Input data:
BEGIN
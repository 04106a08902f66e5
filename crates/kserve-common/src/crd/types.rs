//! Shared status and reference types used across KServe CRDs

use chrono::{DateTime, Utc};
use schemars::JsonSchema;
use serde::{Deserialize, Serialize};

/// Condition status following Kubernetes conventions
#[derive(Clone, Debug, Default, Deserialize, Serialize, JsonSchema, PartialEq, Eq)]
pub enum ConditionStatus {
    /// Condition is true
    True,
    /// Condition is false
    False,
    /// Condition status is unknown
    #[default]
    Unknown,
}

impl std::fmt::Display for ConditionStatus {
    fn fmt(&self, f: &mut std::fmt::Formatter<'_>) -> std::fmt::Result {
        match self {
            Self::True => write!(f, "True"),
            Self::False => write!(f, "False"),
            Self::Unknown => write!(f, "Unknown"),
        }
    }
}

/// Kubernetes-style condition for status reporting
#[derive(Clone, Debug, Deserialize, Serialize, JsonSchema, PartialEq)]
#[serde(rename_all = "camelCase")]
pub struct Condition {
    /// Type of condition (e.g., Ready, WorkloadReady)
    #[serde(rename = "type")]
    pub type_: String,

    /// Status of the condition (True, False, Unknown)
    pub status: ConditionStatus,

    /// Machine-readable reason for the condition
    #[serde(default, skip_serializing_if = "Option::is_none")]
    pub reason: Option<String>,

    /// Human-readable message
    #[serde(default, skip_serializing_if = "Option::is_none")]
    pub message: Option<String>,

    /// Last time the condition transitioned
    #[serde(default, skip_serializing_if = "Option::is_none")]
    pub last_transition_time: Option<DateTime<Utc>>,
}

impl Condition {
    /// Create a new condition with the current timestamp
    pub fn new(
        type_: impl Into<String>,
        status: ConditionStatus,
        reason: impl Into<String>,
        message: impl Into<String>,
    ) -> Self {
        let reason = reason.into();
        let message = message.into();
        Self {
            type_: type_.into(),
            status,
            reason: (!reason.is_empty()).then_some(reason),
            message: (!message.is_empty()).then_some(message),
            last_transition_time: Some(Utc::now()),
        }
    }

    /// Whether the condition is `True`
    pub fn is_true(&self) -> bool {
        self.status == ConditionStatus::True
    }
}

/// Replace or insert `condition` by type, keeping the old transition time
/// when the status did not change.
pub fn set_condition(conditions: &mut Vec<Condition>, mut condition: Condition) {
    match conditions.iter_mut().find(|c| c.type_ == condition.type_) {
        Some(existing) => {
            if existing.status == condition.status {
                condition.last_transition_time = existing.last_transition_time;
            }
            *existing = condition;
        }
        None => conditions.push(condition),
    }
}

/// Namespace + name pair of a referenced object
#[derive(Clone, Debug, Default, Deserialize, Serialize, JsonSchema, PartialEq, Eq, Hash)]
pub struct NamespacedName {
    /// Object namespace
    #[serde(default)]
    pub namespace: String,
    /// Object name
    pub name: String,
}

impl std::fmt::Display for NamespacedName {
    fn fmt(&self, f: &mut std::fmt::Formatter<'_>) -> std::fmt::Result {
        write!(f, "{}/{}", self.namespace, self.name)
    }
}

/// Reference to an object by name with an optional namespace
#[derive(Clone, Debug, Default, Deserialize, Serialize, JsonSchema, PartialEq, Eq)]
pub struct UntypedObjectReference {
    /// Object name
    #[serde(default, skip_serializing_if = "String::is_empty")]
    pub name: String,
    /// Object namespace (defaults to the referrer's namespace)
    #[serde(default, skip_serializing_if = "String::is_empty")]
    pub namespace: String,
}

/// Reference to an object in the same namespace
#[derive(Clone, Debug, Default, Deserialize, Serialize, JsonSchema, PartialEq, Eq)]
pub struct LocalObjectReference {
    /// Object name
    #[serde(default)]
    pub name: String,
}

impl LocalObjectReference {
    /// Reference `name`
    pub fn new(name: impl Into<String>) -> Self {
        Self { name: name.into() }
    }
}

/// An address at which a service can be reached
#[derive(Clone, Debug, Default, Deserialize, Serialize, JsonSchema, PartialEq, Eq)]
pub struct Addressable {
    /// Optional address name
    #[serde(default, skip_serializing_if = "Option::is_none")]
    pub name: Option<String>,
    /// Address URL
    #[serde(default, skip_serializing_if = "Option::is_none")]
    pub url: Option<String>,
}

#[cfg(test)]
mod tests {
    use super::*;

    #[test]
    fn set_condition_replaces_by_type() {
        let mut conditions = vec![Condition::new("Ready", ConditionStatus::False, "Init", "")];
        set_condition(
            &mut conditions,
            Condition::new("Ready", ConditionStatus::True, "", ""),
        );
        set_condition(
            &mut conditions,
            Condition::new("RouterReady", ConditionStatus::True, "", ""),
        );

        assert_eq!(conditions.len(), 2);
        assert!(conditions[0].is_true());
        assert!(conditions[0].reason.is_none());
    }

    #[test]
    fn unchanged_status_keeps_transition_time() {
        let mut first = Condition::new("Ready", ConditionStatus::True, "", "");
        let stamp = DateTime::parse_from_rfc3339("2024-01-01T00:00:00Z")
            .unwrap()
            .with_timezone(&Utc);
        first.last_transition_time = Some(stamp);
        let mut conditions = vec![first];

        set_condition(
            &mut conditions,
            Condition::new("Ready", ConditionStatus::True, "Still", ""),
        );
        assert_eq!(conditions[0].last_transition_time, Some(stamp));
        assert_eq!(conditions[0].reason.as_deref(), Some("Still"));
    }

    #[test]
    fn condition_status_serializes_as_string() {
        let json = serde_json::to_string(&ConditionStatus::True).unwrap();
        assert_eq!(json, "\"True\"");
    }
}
END
BEGIN
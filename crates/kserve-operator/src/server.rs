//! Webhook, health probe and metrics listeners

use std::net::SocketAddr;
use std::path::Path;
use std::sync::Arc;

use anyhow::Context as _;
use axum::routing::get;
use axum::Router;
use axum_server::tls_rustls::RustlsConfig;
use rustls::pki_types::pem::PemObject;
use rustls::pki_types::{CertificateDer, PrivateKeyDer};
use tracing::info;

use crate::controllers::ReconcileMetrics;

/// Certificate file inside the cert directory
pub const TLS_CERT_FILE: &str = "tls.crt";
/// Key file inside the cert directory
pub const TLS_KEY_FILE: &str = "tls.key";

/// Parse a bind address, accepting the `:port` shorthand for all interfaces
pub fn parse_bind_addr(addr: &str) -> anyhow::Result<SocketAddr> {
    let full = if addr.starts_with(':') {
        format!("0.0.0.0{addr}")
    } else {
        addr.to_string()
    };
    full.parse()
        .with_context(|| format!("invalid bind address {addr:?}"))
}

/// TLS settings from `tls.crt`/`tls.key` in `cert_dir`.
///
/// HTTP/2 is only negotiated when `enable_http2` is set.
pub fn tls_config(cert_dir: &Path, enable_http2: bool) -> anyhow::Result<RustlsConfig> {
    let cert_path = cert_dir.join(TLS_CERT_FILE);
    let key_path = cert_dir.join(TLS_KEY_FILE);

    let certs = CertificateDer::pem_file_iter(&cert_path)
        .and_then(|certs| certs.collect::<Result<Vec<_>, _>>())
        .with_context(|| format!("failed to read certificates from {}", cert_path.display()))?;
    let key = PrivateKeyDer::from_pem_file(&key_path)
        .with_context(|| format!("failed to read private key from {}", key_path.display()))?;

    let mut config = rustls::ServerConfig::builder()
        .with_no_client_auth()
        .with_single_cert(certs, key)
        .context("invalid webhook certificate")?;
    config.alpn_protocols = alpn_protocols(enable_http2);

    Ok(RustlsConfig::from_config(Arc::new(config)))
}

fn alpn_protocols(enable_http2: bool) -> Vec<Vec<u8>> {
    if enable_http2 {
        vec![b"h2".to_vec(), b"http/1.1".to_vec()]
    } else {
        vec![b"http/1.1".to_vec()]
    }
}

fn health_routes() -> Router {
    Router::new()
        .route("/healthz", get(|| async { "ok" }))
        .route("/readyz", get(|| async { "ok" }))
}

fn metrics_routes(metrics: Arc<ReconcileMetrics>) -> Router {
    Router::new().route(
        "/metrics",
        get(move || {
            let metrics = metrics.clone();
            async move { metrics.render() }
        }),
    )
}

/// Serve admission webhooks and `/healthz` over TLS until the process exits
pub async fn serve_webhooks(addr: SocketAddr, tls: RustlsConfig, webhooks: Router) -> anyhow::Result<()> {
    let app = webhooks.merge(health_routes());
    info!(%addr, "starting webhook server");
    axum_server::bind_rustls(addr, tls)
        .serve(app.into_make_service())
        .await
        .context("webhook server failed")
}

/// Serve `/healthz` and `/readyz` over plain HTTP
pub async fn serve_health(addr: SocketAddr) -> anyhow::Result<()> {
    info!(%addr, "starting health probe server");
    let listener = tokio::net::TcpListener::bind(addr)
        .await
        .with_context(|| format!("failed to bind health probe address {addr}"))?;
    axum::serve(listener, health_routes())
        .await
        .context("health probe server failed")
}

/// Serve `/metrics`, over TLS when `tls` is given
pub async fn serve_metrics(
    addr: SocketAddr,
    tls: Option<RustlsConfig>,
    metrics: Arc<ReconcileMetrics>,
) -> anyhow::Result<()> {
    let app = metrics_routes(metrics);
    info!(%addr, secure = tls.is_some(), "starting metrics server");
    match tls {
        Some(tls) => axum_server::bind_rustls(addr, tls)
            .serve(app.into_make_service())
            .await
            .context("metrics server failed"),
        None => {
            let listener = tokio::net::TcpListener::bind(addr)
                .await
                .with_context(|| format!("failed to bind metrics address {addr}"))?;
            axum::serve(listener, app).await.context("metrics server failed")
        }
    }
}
END
Brief: Copy word for word the stretch of entries above from the line that has "use anyhow::Context as _;" through the line that has "pub const TLS_CERT_FILE: &str", both ends included, and nothing outside it.

Result of this exercise:
use anyhow::Context as _;
use axum::routing::get;
use axum::Router;
use axum_server::tls_rustls::RustlsConfig;
use rustls::pki_types::pem::PemObject;
use rustls::pki_types::{CertificateDer, PrivateKeyDer};
use tracing::info;

use crate::controllers::ReconcileMetrics;

/// Certificate file inside the cert directory
pub const TLS_CERT_FILE: &str = "tls.crt";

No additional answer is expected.